ШАГ В СТОРОНУ И ДВА НАЗАД

   Подъемной силой народных движений (революций) исстари были высокие идеалы, великие устремления, грандиозные задачи ради счастья народа, во имя процветания нации. Мы живем в безыдейное время, обуреваемые низменными страстями, копошась в скользком месиве обыденщины. А вокруг чернуха, порнуха, бестолковщина, скотство и разная гниль. Символом благопо лучия, благоденствия, довольствия стала палка копченой колбасы. С нее-то все у нас и началось.
   В своей увесистой монографии философ-грамотей в тысячный раз повторил замусоленный тезис: товарный дефицит сыграл с советской властью злую шутку. В конце 1970-х и в начале 1980-х великий наш народ якобы изнывал от голода. Всяк мечтал о вареной колбасе по 2 р. 40 коп. Ради нее, любимой, высокоидейные и высокоразвитые строители коммунизма готовы были тащиться на край света и даже лезть на рожон.

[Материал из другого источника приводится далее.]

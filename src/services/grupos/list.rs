use std::collections::BTreeMap;

use actix_web::{HttpRequest, HttpResponse, Result as ActixResult};

use crate::models::{
    ApiResponse, ErrorCode,
    carreras::entities::Carrera,
    grupos::responses::{AulasInfo, GrupoConKpis, GrupoListResponse, GrupoSeccion, seccion_titulo},
    planteles::{entities::NivelEducativo, theme::CampusTheme},
};
use crate::services::{acting_plantel, authenticated_user};

use super::{GrupoService, kpis_for_grupo};

/// Campus group overview. SUPERIOR campuses section the list per program,
/// BASICA ones per academic level; each group carries its KPI block, and
/// the classroom occupancy summary rides along.
pub async fn handle_list_grupos(
    service: &GrupoService,
    request: &HttpRequest,
) -> ActixResult<HttpResponse> {
    let user = match authenticated_user(request) {
        Ok(user) => user,
        Err(resp) => return Ok(resp),
    };
    let plantel_id = match acting_plantel(&user) {
        Ok(id) => id,
        Err(resp) => return Ok(resp),
    };
    let storage = service.get_storage(request);

    let plantel = match storage.get_plantel_by_id(plantel_id).await {
        Ok(Some(plantel)) => plantel,
        Ok(None) => {
            return Ok(HttpResponse::NotFound().json(ApiResponse::error_empty(
                ErrorCode::PlantelNotFound,
                "Campus not found",
            )));
        }
        Err(e) => {
            return Ok(
                HttpResponse::InternalServerError().json(ApiResponse::error_empty(
                    ErrorCode::InternalServerError,
                    format!("Campus lookup failed: {e}"),
                )),
            );
        }
    };

    let grupos = match storage.list_grupos(plantel_id).await {
        Ok(grupos) => grupos,
        Err(e) => {
            return Ok(
                HttpResponse::InternalServerError().json(ApiResponse::error_empty(
                    ErrorCode::InternalServerError,
                    format!("Group listing failed: {e}"),
                )),
            );
        }
    };

    let carreras = match storage.list_carreras(plantel_id).await {
        Ok(carreras) => carreras,
        Err(e) => {
            return Ok(
                HttpResponse::InternalServerError().json(ApiResponse::error_empty(
                    ErrorCode::InternalServerError,
                    format!("Program listing failed: {e}"),
                )),
            );
        }
    };
    let carreras_por_id: std::collections::HashMap<i64, Carrera> =
        carreras.into_iter().map(|c| (c.id, c)).collect();

    let superior = plantel.nivel_educativo == NivelEducativo::Superior;
    let mut secciones: BTreeMap<String, Vec<GrupoConKpis>> = BTreeMap::new();

    for grupo in grupos {
        let kpis = match kpis_for_grupo(&storage, &grupo).await {
            Ok(kpis) => kpis,
            Err(e) => {
                return Ok(
                    HttpResponse::InternalServerError().json(ApiResponse::error_empty(
                        ErrorCode::InternalServerError,
                        format!("KPI aggregation failed: {e}"),
                    )),
                );
            }
        };
        let docentes = storage
            .list_docentes_for_grupo(grupo.id)
            .await
            .unwrap_or_default();

        let carrera = grupo.carrera_id.and_then(|id| carreras_por_id.get(&id));
        let titulo = seccion_titulo(superior, carrera);

        secciones.entry(titulo).or_default().push(GrupoConKpis {
            grupo,
            kpis,
            docentes,
        });
    }

    let ocupadas = storage.count_grupos(plantel_id).await.unwrap_or(0);
    let aulas = AulasInfo::calcular(plantel.total_aulas, ocupadas);

    let theme = CampusTheme::resolve(Some(&plantel));

    let response = GrupoListResponse {
        secciones: secciones
            .into_iter()
            .map(|(titulo, grupos)| GrupoSeccion { titulo, grupos })
            .collect(),
        aulas,
        theme,
    };

    Ok(HttpResponse::Ok().json(ApiResponse::success(
        response,
        "Groups retrieved successfully",
    )))
}
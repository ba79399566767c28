pub mod entities;
pub mod kpi;
pub mod requests;
pub mod responses;
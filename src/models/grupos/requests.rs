use serde::Deserialize;

#[derive(Debug, Deserialize)]
pub struct CreateGrupoRequest {
    pub nombre: String,
    pub grado: i32,
    pub carrera_id: Option<i64>,
    pub periodo_id: Option<i64>,
    pub aula: Option<String>,
    pub capacidad_maxima: Option<i32>,
    /// `YYYY-MM-DD`
    pub fecha_inicio: Option<String>,
    pub fecha_fin: Option<String>,
    /// Campus-scoped DOCENTE users assigned to the group.
    #[serde(default)]
    pub docente_ids: Vec<i64>,
}

#[derive(Debug, Deserialize)]
pub struct UpdateGrupoRequest {
    pub nombre: Option<String>,
    pub grado: Option<i32>,
    pub carrera_id: Option<i64>,
    pub periodo_id: Option<i64>,
    pub aula: Option<String>,
    pub capacidad_maxima: Option<i32>,
    pub docente_ids: Option<Vec<i64>>,
}

// Storage-level payload, dates parsed and teachers validated by the service
#[derive(Debug, Clone)]
pub struct NewGrupo {
    pub nombre: String,
    pub grado: i32,
    pub carrera_id: Option<i64>,
    pub periodo_id: Option<i64>,
    pub aula: Option<String>,
    pub capacidad_maxima: i32,
    pub fecha_inicio: Option<i64>,
    pub fecha_fin: Option<i64>,
    pub docente_ids: Vec<i64>,
}

// Storage-level partial update
#[derive(Debug, Clone, Default)]
pub struct UpdateGrupoData {
    pub nombre: Option<String>,
    pub grado: Option<i32>,
    pub carrera_id: Option<Option<i64>>,
    pub periodo_id: Option<Option<i64>>,
    pub aula: Option<Option<String>>,
    pub capacidad_maxima: Option<i32>,
    pub docente_ids: Option<Vec<i64>>,
}

// Student search within the group detail view
#[derive(Debug, Deserialize)]
pub struct GrupoDetailParams {
    pub q: Option<String>,
}

#[derive(Debug, Deserialize)]
pub struct PromocionRequest {
    /// Target period every promoted group is reassigned to.
    pub periodo_id: i64,
}
pub mod shutdown;
pub mod startup;
use actix_web::{HttpRequest, HttpResponse, Result as ActixResult};

use crate::models::{
    ApiResponse, ErrorCode,
    users::{
        entities::{Estatus, UserRole},
        requests::{
            CreateDocenteRequest, NewUsuario, UpdateDocenteRequest, UpdateUsuarioData,
            UserListParams,
        },
        responses::UserResponse,
    },
};
use crate::services::{acting_plantel, authenticated_user};
use crate::utils::password::hash_password;
use crate::utils::validate::{validate_email, validate_username};

use super::UserService;

pub async fn handle_list_docentes(
    service: &UserService,
    params: UserListParams,
    request: &HttpRequest,
) -> ActixResult<HttpResponse> {
    let user = match authenticated_user(request) {
        Ok(user) => user,
        Err(resp) => return Ok(resp),
    };
    let plantel_id = match acting_plantel(&user) {
        Ok(id) => id,
        Err(resp) => return Ok(resp),
    };
    let storage = service.get_storage(request);

    match storage
        .list_users_by_rol(plantel_id, UserRole::Docente, params)
        .await
    {
        Ok(response) => Ok(HttpResponse::Ok().json(ApiResponse::success(
            response,
            "Docentes retrieved successfully",
        ))),
        Err(e) => Ok(
            HttpResponse::InternalServerError().json(ApiResponse::error_empty(
                ErrorCode::InternalServerError,
                format!("Docente listing failed: {e}"),
            )),
        ),
    }
}

pub async fn handle_create_docente(
    service: &UserService,
    create_request: CreateDocenteRequest,
    request: &HttpRequest,
) -> ActixResult<HttpResponse> {
    let user = match authenticated_user(request) {
        Ok(user) => user,
        Err(resp) => return Ok(resp),
    };
    let plantel_id = match acting_plantel(&user) {
        Ok(id) => id,
        Err(resp) => return Ok(resp),
    };
    let storage = service.get_storage(request);

    if let Err(msg) = validate_username(&create_request.username) {
        return Ok(HttpResponse::BadRequest().json(ApiResponse::error_empty(
            ErrorCode::UserNameInvalid,
            msg,
        )));
    }
    if let Err(msg) = validate_email(&create_request.email) {
        return Ok(HttpResponse::BadRequest().json(ApiResponse::error_empty(
            ErrorCode::UserEmailInvalid,
            msg,
        )));
    }

    // Username and email are globally unique
    match storage
        .get_user_by_username_or_email(&create_request.username)
        .await
    {
        Ok(Some(_)) => {
            return Ok(HttpResponse::Conflict().json(ApiResponse::error_empty(
                ErrorCode::UserAlreadyExists,
                "Username is already taken",
            )));
        }
        Ok(None) => {}
        Err(e) => {
            return Ok(
                HttpResponse::InternalServerError().json(ApiResponse::error_empty(
                    ErrorCode::InternalServerError,
                    format!("Docente creation failed: {e}"),
                )),
            );
        }
    }

    let password_hash = match hash_password(&create_request.password) {
        Ok(hash) => hash,
        Err(e) => {
            tracing::error!("Password hashing failed: {}", e);
            return Ok(
                HttpResponse::InternalServerError().json(ApiResponse::error_empty(
                    ErrorCode::UserCreationFailed,
                    "Docente creation failed",
                )),
            );
        }
    };

    let new_user = NewUsuario {
        username: create_request.username,
        email: create_request.email,
        password_hash,
        rol: UserRole::Docente,
        estatus: Estatus::Activo,
        plantel_id: Some(plantel_id),
        grupo_id: None,
        first_name: create_request.first_name,
        last_name: create_request.last_name,
        telefono: create_request.telefono,
        direccion: None,
        fecha_nacimiento: None,
    };

    match storage.create_user(new_user).await {
        Ok(usuario) => {
            tracing::info!("Docente {} registered", usuario.username);
            Ok(HttpResponse::Ok().json(ApiResponse::success(
                UserResponse { usuario },
                "Docente created successfully",
            )))
        }
        Err(e) => Ok(
            HttpResponse::InternalServerError().json(ApiResponse::error_empty(
                ErrorCode::UserCreationFailed,
                format!("Docente creation failed: {e}"),
            )),
        ),
    }
}

pub async fn handle_get_docente(
    service: &UserService,
    docente_id: i64,
    request: &HttpRequest,
) -> ActixResult<HttpResponse> {
    let user = match authenticated_user(request) {
        Ok(user) => user,
        Err(resp) => return Ok(resp),
    };
    let plantel_id = match acting_plantel(&user) {
        Ok(id) => id,
        Err(resp) => return Ok(resp),
    };
    let storage = service.get_storage(request);

    match storage.get_user_scoped(docente_id, plantel_id).await {
        Ok(Some(usuario)) if usuario.rol == UserRole::Docente => Ok(HttpResponse::Ok().json(
            ApiResponse::success(UserResponse { usuario }, "Docente retrieved successfully"),
        )),
        Ok(_) => Ok(HttpResponse::NotFound().json(ApiResponse::error_empty(
            ErrorCode::UserNotFound,
            "Docente not found",
        ))),
        Err(e) => Ok(
            HttpResponse::InternalServerError().json(ApiResponse::error_empty(
                ErrorCode::InternalServerError,
                format!("Docente lookup failed: {e}"),
            )),
        ),
    }
}

pub async fn handle_update_docente(
    service: &UserService,
    docente_id: i64,
    update_request: UpdateDocenteRequest,
    request: &HttpRequest,
) -> ActixResult<HttpResponse> {
    let user = match authenticated_user(request) {
        Ok(user) => user,
        Err(resp) => return Ok(resp),
    };
    let plantel_id = match acting_plantel(&user) {
        Ok(id) => id,
        Err(resp) => return Ok(resp),
    };
    let storage = service.get_storage(request);

    // Only docentes of the acting campus are reachable
    match storage.get_user_scoped(docente_id, plantel_id).await {
        Ok(Some(target)) if target.rol == UserRole::Docente => {}
        Ok(_) => {
            return Ok(HttpResponse::NotFound().json(ApiResponse::error_empty(
                ErrorCode::UserNotFound,
                "Docente not found",
            )));
        }
        Err(e) => {
            return Ok(
                HttpResponse::InternalServerError().json(ApiResponse::error_empty(
                    ErrorCode::InternalServerError,
                    format!("Docente lookup failed: {e}"),
                )),
            );
        }
    }

    let update = UpdateUsuarioData {
        email: update_request.email,
        first_name: update_request.first_name,
        last_name: update_request.last_name,
        telefono: update_request.telefono,
        estatus: update_request.estatus,
        ..Default::default()
    };

    match storage
        .update_user_scoped(docente_id, plantel_id, update)
        .await
    {
        Ok(Some(usuario)) => Ok(HttpResponse::Ok().json(ApiResponse::success(
            UserResponse { usuario },
            "Docente updated successfully",
        ))),
        Ok(None) => Ok(HttpResponse::NotFound().json(ApiResponse::error_empty(
            ErrorCode::UserNotFound,
            "Docente not found",
        ))),
        Err(e) => Ok(
            HttpResponse::InternalServerError().json(ApiResponse::error_empty(
                ErrorCode::InternalServerError,
                format!("Docente update failed: {e}"),
            )),
        ),
    }
}

/// Logical removal: the docente is marked BAJA, not deleted, so historical
/// group and subject assignments stay intact.
pub async fn handle_delete_docente(
    service: &UserService,
    docente_id: i64,
    request: &HttpRequest,
) -> ActixResult<HttpResponse> {
    let user = match authenticated_user(request) {
        Ok(user) => user,
        Err(resp) => return Ok(resp),
    };
    let plantel_id = match acting_plantel(&user) {
        Ok(id) => id,
        Err(resp) => return Ok(resp),
    };
    let storage = service.get_storage(request);

    // Only docentes of the acting campus are reachable
    match storage.get_user_scoped(docente_id, plantel_id).await {
        Ok(Some(target)) if target.rol == UserRole::Docente => {}
        Ok(_) => {
            return Ok(HttpResponse::NotFound().json(ApiResponse::error_empty(
                ErrorCode::UserNotFound,
                "Docente not found",
            )));
        }
        Err(e) => {
            return Ok(
                HttpResponse::InternalServerError().json(ApiResponse::error_empty(
                    ErrorCode::InternalServerError,
                    format!("Docente lookup failed: {e}"),
                )),
            );
        }
    }

    let update = UpdateUsuarioData {
        estatus: Some(Estatus::Baja),
        ..Default::default()
    };

    match storage
        .update_user_scoped(docente_id, plantel_id, update)
        .await
    {
        Ok(Some(_)) => Ok(HttpResponse::Ok()
            .json(ApiResponse::<()>::success_empty("Docente deregistered"))),
        Ok(None) => Ok(HttpResponse::NotFound().json(ApiResponse::error_empty(
            ErrorCode::UserNotFound,
            "Docente not found",
        ))),
        Err(e) => Ok(
            HttpResponse::InternalServerError().json(ApiResponse::error_empty(
                ErrorCode::InternalServerError,
                format!("Docente removal failed: {e}"),
            )),
        ),
    }
}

   Легенда о дешевой, но совершенно непригодной к употреблению советской колбасе «для населения» шла, как многие еще помнят, в одном пакете с затасканными страшилками о жертвах сталинских репрессий (с тех пор число их год от года все увеличивается и увеличивается!); о леденящих душу пытках совершенно невинных и очень честных в мрачных застенках Лубянки, Матросской тишины, Бутырки, Таганки, за колючей проволокой в Соловках, на Колыме и прочих гибельных местах; об умопомрачительной кампании по раскулачиванию хороших, трудолюбивых крестьян, ну и непременно, конечно, о злом пионере Павлике Морозове. При сем нарочито умалчивается – ретушируется, покрывается розовым глянцем – нынешний беспредел в судах, в прокуратурах и разных казенных палатах. Хотя по числу загубленных жизней и судеб ельцинская клика переплюнула показатели сталинского режима. Нынешняя ситуация в стране может расцениваться как геноцид. За пятнадцать лет реформ население в городах и весях сократилось на 17–18 миллионов душ. Кстати сказать, мы с Латвией – мировые чемпионы: делим первое и второе место по числу самоубийств. Один политик нынешний режим назвал душегубским.

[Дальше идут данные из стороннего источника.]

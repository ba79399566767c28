use actix_web::{HttpRequest, HttpResponse, Result as ActixResult, web};
use once_cell::sync::Lazy;

use crate::middlewares;
use crate::models::carreras::requests::CreateCarreraRequest;
use crate::models::users::entities::UserRole;
use crate::services::CarreraService;

static CARRERA_SERVICE: Lazy<CarreraService> = Lazy::new(CarreraService::new_lazy);

pub async fn create_carrera(
    req: HttpRequest,
    carrera_data: web::Json<CreateCarreraRequest>,
) -> ActixResult<HttpResponse> {
    CARRERA_SERVICE
        .create_carrera(carrera_data.into_inner(), &req)
        .await
}

pub async fn list_carreras(request: HttpRequest) -> ActixResult<HttpResponse> {
    CARRERA_SERVICE.list_carreras(&request).await
}

pub fn configure_carrera_routes(cfg: &mut web::ServiceConfig) {
    cfg.service(
        web::scope("/api/v1/carreras")
            .wrap(middlewares::RequireJWT)
            .service(
                web::scope("")
                    .wrap(middlewares::RequireRole::new_any(UserRole::staff_roles()))
                    .route("", web::get().to(list_carreras))
                    .route("", web::post().to(create_carrera)),
            ),
    );
}
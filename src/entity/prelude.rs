//! Re-exports with disambiguated names for the storage layer.

pub use super::asignatura_docentes::{
    ActiveModel as AsignaturaDocenteActiveModel, Entity as AsignaturaDocentes,
    Model as AsignaturaDocenteModel,
};
pub use super::asignaturas::{
    ActiveModel as AsignaturaActiveModel, Entity as Asignaturas, Model as AsignaturaModel,
};
pub use super::asistencias::{
    ActiveModel as AsistenciaActiveModel, Entity as Asistencias, Model as AsistenciaModel,
};
pub use super::calificaciones::{
    ActiveModel as CalificacionActiveModel, Entity as Calificaciones, Model as CalificacionModel,
};
pub use super::carreras::{
    ActiveModel as CarreraActiveModel, Entity as Carreras, Model as CarreraModel,
};
pub use super::grupo_docentes::{
    ActiveModel as GrupoDocenteActiveModel, Entity as GrupoDocentes, Model as GrupoDocenteModel,
};
pub use super::grupos::{ActiveModel as GrupoActiveModel, Entity as Grupos, Model as GrupoModel};
pub use super::periodos::{
    ActiveModel as PeriodoActiveModel, Entity as Periodos, Model as PeriodoModel,
};
pub use super::planteles::{
    ActiveModel as PlantelActiveModel, Entity as Planteles, Model as PlantelModel,
};
pub use super::tutores::{ActiveModel as TutorActiveModel, Entity as Tutores, Model as TutorModel};
pub use super::users::{ActiveModel as UserActiveModel, Entity as Users, Model as UserModel};
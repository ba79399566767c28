//! Guardian storage operations.

use super::SeaOrmStorage;
use crate::entity::tutores::{ActiveModel, Column, Entity as Tutores};
use crate::errors::{Result, SgaError};
use crate::models::tutores::{entities::Tutor, requests::CreateTutorRequest};
use sea_orm::{ActiveModelTrait, ColumnTrait, EntityTrait, QueryFilter, QueryOrder, Set};

impl SeaOrmStorage {
    pub async fn create_tutor_impl(&self, req: CreateTutorRequest) -> Result<Tutor> {
        let model = ActiveModel {
            alumno_id: Set(req.alumno_id),
            nombre: Set(req.nombre),
            parentesco: Set(req.parentesco),
            telefono: Set(req.telefono),
            correo: Set(req.correo),
            ..Default::default()
        }
        .insert(&self.db)
        .await
        .map_err(|e| SgaError::database_operation(format!("guardian creation failed: {e}")))?;

        Ok(model.into_tutor())
    }

    pub async fn list_tutores_by_alumno_impl(&self, alumno_id: i64) -> Result<Vec<Tutor>> {
        let models = Tutores::find()
            .filter(Column::AlumnoId.eq(alumno_id))
            .order_by_asc(Column::Nombre)
            .all(&self.db)
            .await
            .map_err(|e| SgaError::database_operation(format!("guardian listing failed: {e}")))?;

        Ok(models.into_iter().map(|m| m.into_tutor()).collect())
    }
}
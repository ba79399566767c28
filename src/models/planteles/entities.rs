use serde::{Deserialize, Serialize};

/// Educational tier of a campus. Drives theme resolution and per-tier field
/// visibility (credits only exist for SUPERIOR).
#[derive(Debug, Clone, Copy, Serialize, PartialEq, Eq)]
#[serde(rename_all = "SCREAMING_SNAKE_CASE")]
pub enum NivelEducativo {
    Basica,
    Superior,
}

impl<'de> Deserialize<'de> for NivelEducativo {
    fn deserialize<D>(deserializer: D) -> Result<Self, D::Error>
    where
        D: serde::Deserializer<'de>,
    {
        let s = String::deserialize(deserializer)?;
        s.parse().map_err(|_| {
            serde::de::Error::custom(format!(
                "nivel educativo inválido: '{s}'. Soportados: BASICA, SUPERIOR"
            ))
        })
    }
}

impl std::fmt::Display for NivelEducativo {
    fn fmt(&self, f: &mut std::fmt::Formatter<'_>) -> std::fmt::Result {
        match self {
            NivelEducativo::Basica => write!(f, "BASICA"),
            NivelEducativo::Superior => write!(f, "SUPERIOR"),
        }
    }
}

impl std::str::FromStr for NivelEducativo {
    type Err = String;

    fn from_str(s: &str) -> Result<Self, Self::Err> {
        match s {
            "BASICA" => Ok(NivelEducativo::Basica),
            "SUPERIOR" => Ok(NivelEducativo::Superior),
            _ => Err(format!("Invalid nivel educativo: {s}")),
        }
    }
}

// Campus entity, the root tenant
#[derive(Debug, Clone, Serialize, Deserialize)]
pub struct Plantel {
    pub id: i64,
    pub nombre: String,
    pub direccion: Option<String>,
    pub nivel_educativo: NivelEducativo,
    pub color_tema: String,
    pub logo_url: Option<String>,
    /// Total classrooms; must stay >= the campus's occupied group count.
    pub total_aulas: i32,
    pub created_at: i64,
}
use super::SeaOrmStorage;
use crate::entity::carreras::{ActiveModel, Column, Entity as Carreras};
use crate::errors::{Result, SgaError};
use crate::models::carreras::{entities::Carrera, requests::CreateCarreraRequest};
use sea_orm::{ActiveModelTrait, ColumnTrait, EntityTrait, QueryFilter, QueryOrder, Set};

impl SeaOrmStorage {
    pub async fn create_carrera_impl(
        &self,
        plantel_id: i64,
        req: CreateCarreraRequest,
    ) -> Result<Carrera> {
        let model = ActiveModel {
            plantel_id: Set(plantel_id),
            nombre: Set(req.nombre),
            nivel: Set(req.nivel.to_string()),
            clave_rvoe: Set(req.clave_rvoe),
            ..Default::default()
        };

        let result = model
            .insert(&self.db)
            .await
            .map_err(|e| SgaError::database_operation(format!("program creation failed: {e}")))?;

        Ok(result.into_carrera())
    }

    /// Campus-scoped lookup; an id from another campus comes back as None.
    pub async fn get_carrera_scoped_impl(
        &self,
        id: i64,
        plantel_id: i64,
    ) -> Result<Option<Carrera>> {
        let result = Carreras::find()
            .filter(Column::Id.eq(id))
            .filter(Column::PlantelId.eq(plantel_id))
            .one(&self.db)
            .await
            .map_err(|e| SgaError::database_operation(format!("program lookup failed: {e}")))?;

        Ok(result.map(|m| m.into_carrera()))
    }

    pub async fn list_carreras_impl(&self, plantel_id: i64) -> Result<Vec<Carrera>> {
        let carreras = Carreras::find()
            .filter(Column::PlantelId.eq(plantel_id))
            .order_by_asc(Column::Nombre)
            .all(&self.db)
            .await
            .map_err(|e| SgaError::database_operation(format!("program listing failed: {e}")))?;

        Ok(carreras.into_iter().map(|m| m.into_carrera()).collect())
    }
}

   Парализующее действие на экономику взбудораженной страны оказал вброс в обращение безучетное количество дензнаков. Что сразу же породило жуткую инфляцию, а следом – неуправляемый ажиотаж. Народ обезумел. Волокли домой что ни попадя. Мои соседи по этажу превратили свою малогабаритную квартирку в товарный склад. Года через три сверхнормативные запасы круп, макаронов, муки, стирального порошка, крахмала, зубной пасты зачервивели, спеклись, – пришлось выбросить на помойку.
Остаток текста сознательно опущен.